===== Records for this task =====
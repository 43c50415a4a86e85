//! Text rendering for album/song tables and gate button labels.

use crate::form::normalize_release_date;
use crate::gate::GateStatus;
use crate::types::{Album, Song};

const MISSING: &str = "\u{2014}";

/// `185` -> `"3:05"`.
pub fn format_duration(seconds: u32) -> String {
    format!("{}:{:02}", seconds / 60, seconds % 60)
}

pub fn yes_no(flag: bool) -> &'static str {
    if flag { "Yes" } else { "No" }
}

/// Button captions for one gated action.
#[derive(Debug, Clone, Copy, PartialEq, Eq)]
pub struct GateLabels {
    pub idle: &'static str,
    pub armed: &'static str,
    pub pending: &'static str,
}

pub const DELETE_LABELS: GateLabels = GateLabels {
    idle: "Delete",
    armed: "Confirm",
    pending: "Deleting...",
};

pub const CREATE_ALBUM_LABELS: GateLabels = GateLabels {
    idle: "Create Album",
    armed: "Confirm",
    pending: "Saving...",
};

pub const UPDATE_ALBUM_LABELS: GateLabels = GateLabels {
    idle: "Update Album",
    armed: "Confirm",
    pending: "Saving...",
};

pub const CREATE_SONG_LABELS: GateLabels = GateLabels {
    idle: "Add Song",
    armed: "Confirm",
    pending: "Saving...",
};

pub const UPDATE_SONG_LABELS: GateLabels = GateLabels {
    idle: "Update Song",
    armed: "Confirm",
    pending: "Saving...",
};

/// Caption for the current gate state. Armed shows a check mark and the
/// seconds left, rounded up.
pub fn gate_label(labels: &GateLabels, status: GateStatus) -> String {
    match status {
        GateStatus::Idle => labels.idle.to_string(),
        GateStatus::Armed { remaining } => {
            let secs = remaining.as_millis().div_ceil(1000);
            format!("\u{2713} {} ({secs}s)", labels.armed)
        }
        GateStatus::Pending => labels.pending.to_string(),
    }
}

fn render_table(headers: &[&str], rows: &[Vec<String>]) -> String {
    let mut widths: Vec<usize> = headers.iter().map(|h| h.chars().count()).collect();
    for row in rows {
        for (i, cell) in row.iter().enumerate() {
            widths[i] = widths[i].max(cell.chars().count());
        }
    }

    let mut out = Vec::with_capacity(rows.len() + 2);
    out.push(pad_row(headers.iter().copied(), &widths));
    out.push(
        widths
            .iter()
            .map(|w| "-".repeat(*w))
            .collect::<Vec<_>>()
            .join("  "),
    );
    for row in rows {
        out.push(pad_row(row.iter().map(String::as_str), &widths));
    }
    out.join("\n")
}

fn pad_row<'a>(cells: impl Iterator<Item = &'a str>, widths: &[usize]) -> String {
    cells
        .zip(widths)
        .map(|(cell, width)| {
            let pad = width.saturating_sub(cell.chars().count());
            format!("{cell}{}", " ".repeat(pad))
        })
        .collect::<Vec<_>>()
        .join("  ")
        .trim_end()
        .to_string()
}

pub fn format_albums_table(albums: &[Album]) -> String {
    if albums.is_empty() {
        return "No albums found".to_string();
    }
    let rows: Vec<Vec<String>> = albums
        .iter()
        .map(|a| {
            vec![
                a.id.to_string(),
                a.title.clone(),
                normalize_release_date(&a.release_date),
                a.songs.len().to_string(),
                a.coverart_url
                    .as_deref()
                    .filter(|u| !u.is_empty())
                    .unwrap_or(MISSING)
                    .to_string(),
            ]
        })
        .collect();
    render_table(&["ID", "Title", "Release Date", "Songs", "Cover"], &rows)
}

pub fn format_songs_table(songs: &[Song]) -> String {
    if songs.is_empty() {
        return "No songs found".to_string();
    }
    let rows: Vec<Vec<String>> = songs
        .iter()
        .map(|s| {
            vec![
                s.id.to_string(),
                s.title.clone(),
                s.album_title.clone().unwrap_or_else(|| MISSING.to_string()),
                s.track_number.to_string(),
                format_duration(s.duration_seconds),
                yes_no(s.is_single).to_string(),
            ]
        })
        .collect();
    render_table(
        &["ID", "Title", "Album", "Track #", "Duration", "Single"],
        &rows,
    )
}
=====
> _Work order_: Word for word, repeat the data from its first line through the line with "fn render_table(headers: &[&str], rows: &[Vec<String>])", including both of those lines and no others.

> _Task response_:
repository 43c50415a4a86e85
//! Text rendering for album/song tables and gate button labels.

use crate::form::normalize_release_date;
use crate::gate::GateStatus;
use crate::types::{Album, Song};

const MISSING: &str = "\u{2014}";

/// `185` -> `"3:05"`.
pub fn format_duration(seconds: u32) -> String {
    format!("{}:{:02}", seconds / 60, seconds % 60)
}

pub fn yes_no(flag: bool) -> &'static str {
    if flag { "Yes" } else { "No" }
}

/// Button captions for one gated action.
#[derive(Debug, Clone, Copy, PartialEq, Eq)]
pub struct GateLabels {
    pub idle: &'static str,
    pub armed: &'static str,
    pub pending: &'static str,
}

pub const DELETE_LABELS: GateLabels = GateLabels {
    idle: "Delete",
    armed: "Confirm",
    pending: "Deleting...",
};

pub const CREATE_ALBUM_LABELS: GateLabels = GateLabels {
    idle: "Create Album",
    armed: "Confirm",
    pending: "Saving...",
};

pub const UPDATE_ALBUM_LABELS: GateLabels = GateLabels {
    idle: "Update Album",
    armed: "Confirm",
    pending: "Saving...",
};

pub const CREATE_SONG_LABELS: GateLabels = GateLabels {
    idle: "Add Song",
    armed: "Confirm",
    pending: "Saving...",
};

pub const UPDATE_SONG_LABELS: GateLabels = GateLabels {
    idle: "Update Song",
    armed: "Confirm",
    pending: "Saving...",
};

/// Caption for the current gate state. Armed shows a check mark and the
/// seconds left, rounded up.
pub fn gate_label(labels: &GateLabels, status: GateStatus) -> String {
    match status {
        GateStatus::Idle => labels.idle.to_string(),
        GateStatus::Armed { remaining } => {
            let secs = remaining.as_millis().div_ceil(1000);
            format!("\u{2713} {} ({secs}s)", labels.armed)
        }
        GateStatus::Pending => labels.pending.to_string(),
    }
}

fn render_table(headers: &[&str], rows: &[Vec<String>]) -> String {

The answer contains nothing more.